Abstract:Knowledge tracing has been widely used in online learning systems to guide the students' future learning. However, most existing KT models primarily focus on extracting abundant information from the question sets and explore the relationships between them, but ignore the personalized student behavioral information in the learning process. This will limit the model's ability to accurately capture the personalized knowledge states of students and reasonably predict their performances. To alleviate this limitation, we explicitly models the personalized learning process by incorporating the emotions, a representative personalized behavior in the learning process, into KT framework.
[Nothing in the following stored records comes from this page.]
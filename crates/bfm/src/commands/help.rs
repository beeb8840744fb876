//! List all commands, or describe a single one

use anyhow::{anyhow, Result};
use futures::future::BoxFuture;
use itertools::Itertools;

use bfm_core::{ArgSpec, CommandSpec, Registry, ResolvedArgs};

/// Command name as typed by the user.
pub const NAME: &str = "help";

/// Build the `help` command spec.
pub fn spec() -> bfm_core::Result<CommandSpec> {
    CommandSpec::builder(
        NAME,
        "Lists all commands, or detailed information about a single command",
        handle,
    )
    .with_argument(
        ArgSpec::new(
            "command",
            "Command to get information about; if not set, all commands are listed",
        )
        .with_alias("cmd"),
    )
    .with_help_text(
        "help lists every command with its description. Give it the \"command\"\n\
         argument with the name of another command to see that command's full\n\
         argument table instead.",
    )
    .build()
}

fn handle<'a>(registry: &'a Registry, args: ResolvedArgs) -> BoxFuture<'a, Result<()>> {
    Box::pin(async move { run(registry, &args) })
}

fn run(registry: &Registry, args: &ResolvedArgs) -> Result<()> {
    // A flag-style empty value selects nothing, same as omitting the
    // argument entirely.
    let selector = registry
        .find(NAME)
        .and_then(|spec| spec.argument("command"))
        .and_then(|arg| arg.value_in(args))
        .filter(|value| !value.is_empty());

    match selector {
        None => {
            print_command_list(registry);
            Ok(())
        }
        Some(name) => print_command_details(registry, name),
    }
}

fn print_command_list(registry: &Registry) {
    for cmd in registry.iter() {
        println!("{} - {}", cmd.name(), cmd.description());
    }
}

fn print_command_details(registry: &Registry, name: &str) -> Result<()> {
    let cmd = registry
        .find(name)
        .ok_or_else(|| anyhow!("Couldn't find any command named '{name}'"))?;

    println!("{} - {}", cmd.name(), cmd.description());
    if !cmd.help_text().is_empty() {
        println!();
        println!("{}", cmd.help_text());
    }
    if !cmd.arguments().is_empty() {
        println!();
        println!("Arguments:");
        for arg in cmd.arguments() {
            println!("  -{}", arg.name());
            if !arg.aliases().is_empty() {
                let aliases = arg.aliases().iter().map(|alias| format!("-{alias}"));
                println!("      aliases: {}", aliases.format(" "));
            }
            println!("      purpose: {}", arg.description());
            println!(
                "      required: {}",
                if arg.is_required() { "yes" } else { "no" }
            );
        }
    }
    Ok(())
}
Specifically, we present a novel Dual-State Personalized Knowledge Tracing with Emotional Incorporation model to achieve this goal: Firstly, we incorporate emotional information into the modeling process of knowledge state, resulting in the Knowledge State Boosting Module. Secondly, we design an Emotional State Tracing Module to monitor students' personalized emotional states, and propose an emotion prediction method based on personalized emotional states. Finally, we apply the predicted emotions to enhance students' response prediction. Furthermore, to extend the generalization capability of our model across different datasets, we design a transferred version of DEKT, named Transfer Learning-based Self-loop model (T-DEKT). Extensive experiments show our method achieves the state-of-the-art performance.